HONG KONG, Jan 28: The French Banque Nationale de Paris (BNP) is to sweep up the core of the defunct Peregrine empire, buying for an undisclosed sum its Hong Kong, China and Taiwan operations.The move follows BNP's takeover in late 1996 of PrimeEast Capital Group, a Singapore-based investment house with strong contacts in the major Southeast Asian countries. Quoting a source close to PrimeEast, the Singapore daily Business Times said Wednesday the deal had been agreed.
``Homegrown Financial group BNP PrimeEast, together with its major shareholder Banque Nationale de Paris, has bought the Greater China operations of Peregrine ... for an undisclosed sum,'' the paper said, citing a source close to PrimeEast.
Didier Balme, BNP's director general for Hong Kong, China and Macau, said: ``Things are moving ahead, but it is not complete.'' According to a source close to the negotiations, the liquidator for Peregrine Investments Holdings Ltd, David Hague, of Price Waterhouse, called Tuesday for all sides to saynothing about the talks until Monday, when Asia returns to work after the long Lunar New Year holidays. The BNP will then make an announcement.
Peregrine, once Asia's largest independent investment bank, filed for liquidation on January 12, brought down by its exposure to a troubled Indonesia.
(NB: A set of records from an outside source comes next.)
/// Immutable collector configuration
///
/// One value owns every tunable of the pipeline and is passed into the
/// scheduler and orchestrator at call time. Nothing here is global or
/// mutable after startup.
use crate::errors::ConfigError;
use serde::Deserialize;
use std::path::{Path, PathBuf};
use std::time::Duration;

/// Enable/disable flags per remote source plus the synthetic fallback
#[derive(Debug, Clone, Deserialize)]
#[serde(default)]
pub struct SourceToggles {
    pub curve_api: bool,
    /// The subgraph endpoint has been retired in the past; turning this off
    /// makes the adapter return immediately without any I/O.
    pub subgraph: bool,
    pub defillama: bool,
    pub synthetic: bool,
}

impl Default for SourceToggles {
    fn default() -> Self {
        Self {
            curve_api: true,
            subgraph: true,
            defillama: true,
            synthetic: true,
        }
    }
}

#[derive(Debug, Clone, Deserialize)]
#[serde(default)]
pub struct CollectorConfig {
    pub sources: SourceToggles,

    /// Per-request HTTP timeout in seconds
    pub request_timeout_secs: u64,
    /// Hard ceiling on attempts per request; 1 means no retries
    pub retry_attempts: u32,
    /// Backoff grows linearly from this base between attempts
    pub retry_base_delay_ms: u64,
    /// Tolerate misconfigured certificate chains in constrained environments
    pub accept_invalid_certs: bool,
    /// Outbound request pacing per adapter
    pub rate_limit_per_minute: usize,

    /// Synthetic series resolution
    pub points_per_day: u32,
    /// Multiplier on the density floor `max(days / 10, 5)`
    pub density_multiplier: f64,
    /// Gaussian noise magnitude for synthetic data (0.02 = ±2%)
    pub noise_sigma: f64,
    /// Fixed seed for reproducible synthetic output; None draws from entropy
    pub synthetic_seed: Option<u64>,

    pub cache_dir: PathBuf,
    /// Entries older than this are removed by `evict`; latest files are kept
    pub cache_retention_days: i64,

    pub batch_size: usize,
    pub inter_batch_delay_ms: u64,
}

impl Default for CollectorConfig {
    fn default() -> Self {
        Self {
            sources: SourceToggles::default(),
            request_timeout_secs: 10,
            retry_attempts: 3,
            retry_base_delay_ms: 500,
            accept_invalid_certs: false,
            rate_limit_per_minute: 30,
            points_per_day: 24,
            density_multiplier: 1.0,
            noise_sigma: 0.02,
            synthetic_seed: None,
            cache_dir: PathBuf::from("pool_cache"),
            cache_retention_days: 7,
            batch_size: 3,
            inter_batch_delay_ms: 1_000,
        }
    }
}

impl CollectorConfig {
    pub fn from_toml_file(path: &Path) -> Result<Self, ConfigError> {
        let raw = std::fs::read_to_string(path).map_err(|source| ConfigError::Io {
            path: path.display().to_string(),
            source,
        })?;
        let config: CollectorConfig =
            toml::from_str(&raw).map_err(|source| ConfigError::Parse {
                path: path.display().to_string(),
                source,
            })?;

        if config.request_timeout_secs == 0 {
            return Err(ConfigError::Invalid(
                "request_timeout_secs must be greater than zero".to_string(),
            ));
        }
        if config.points_per_day == 0 {
            return Err(ConfigError::Invalid(
                "points_per_day must be greater than zero".to_string(),
            ));
        }

        Ok(config)
    }

    pub fn request_timeout(&self) -> Duration {
        Duration::from_secs(self.request_timeout_secs)
    }

    pub fn retry_base_delay(&self) -> Duration {
        Duration::from_millis(self.retry_base_delay_ms)
    }

    pub fn inter_batch_delay(&self) -> Duration {
        Duration::from_millis(self.inter_batch_delay_ms)
    }

    /// Minimum count of real snapshots before the synthetic fallback kicks in
    pub fn min_required(&self, days: u32) -> usize {
        let scaled = (days as f64 / 10.0) * self.density_multiplier;
        (scaled.ceil() as usize).max(5)
    }
}

#[cfg(test)]
mod tests {
    use super::*;

    #[test]
    fn density_floor_has_minimum_of_five() {
        let config = CollectorConfig::default();
        assert_eq!(config.min_required(1), 5);
        assert_eq!(config.min_required(30), 5);
        assert_eq!(config.min_required(100), 10);
        assert_eq!(config.min_required(365), 37);
    }

    #[test]
    fn density_multiplier_scales_floor() {
        let config = CollectorConfig {
            density_multiplier: 2.0,
            ..CollectorConfig::default()
        };
        assert_eq!(config.min_required(100), 20);
    }

    #[test]
    fn defaults_enable_every_source() {
        let config = CollectorConfig::default();
        assert!(config.sources.curve_api);
        assert!(config.sources.subgraph);
        assert!(config.sources.defillama);
        assert!(config.sources.synthetic);
    }

    #[test]
    fn parses_partial_toml() {
        let raw = r#"
            batch_size = 8
            [sources]
            subgraph = false
        "#;
        let config: CollectorConfig = toml::from_str(raw).expect("partial config");
        assert_eq!(config.batch_size, 8);
        assert!(!config.sources.subgraph);
        assert!(config.sources.curve_api);
    }
}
The final hurdle for the French bank appears to be the efforts by some former Peregrine leaders to agree a deal for the major Spanish bank Banco Santander to take the whole of Peregrine International Securities Limited (PISL), the holding which covers the brokerage activities for Asia.
According to a source close to Peregrine, the head of PISL Andrew Jamieson was in Madrid at the start of the week, meeting heads of Banco Santander.
The slice of PISL in which the BNP is most interested includes only 170 of the some 500 staff in the firm, but ``75 per cent of its value,'' one of the bank's veterans said.
The major shareholder is Francis Leung, director general and co-founder of the Peregrine group, the mancredited with introducing major Chinese state-owned firms into the international capital market through the Hong Kong bourse.
The bank veteran, who worked at Peregrine after it was founded in 1988 by Leungand Philip Tose, said the ``greater China'' slice of Peregrine operations ideally complemented BNP-PrimeEast. The Hong Kong and China divisions were the core of the Peregrine group.
They fit together well geographically, since PrimeEast has a presence in Singapore, Hong Kong, Indonesia, the Philippines and Thailand. If the deal is confirmed on Monday, the French bank, which already has a strong commercial presence in Asia, and in China in particular, will emerge as the principle beneficiary of the fall of Peregrine.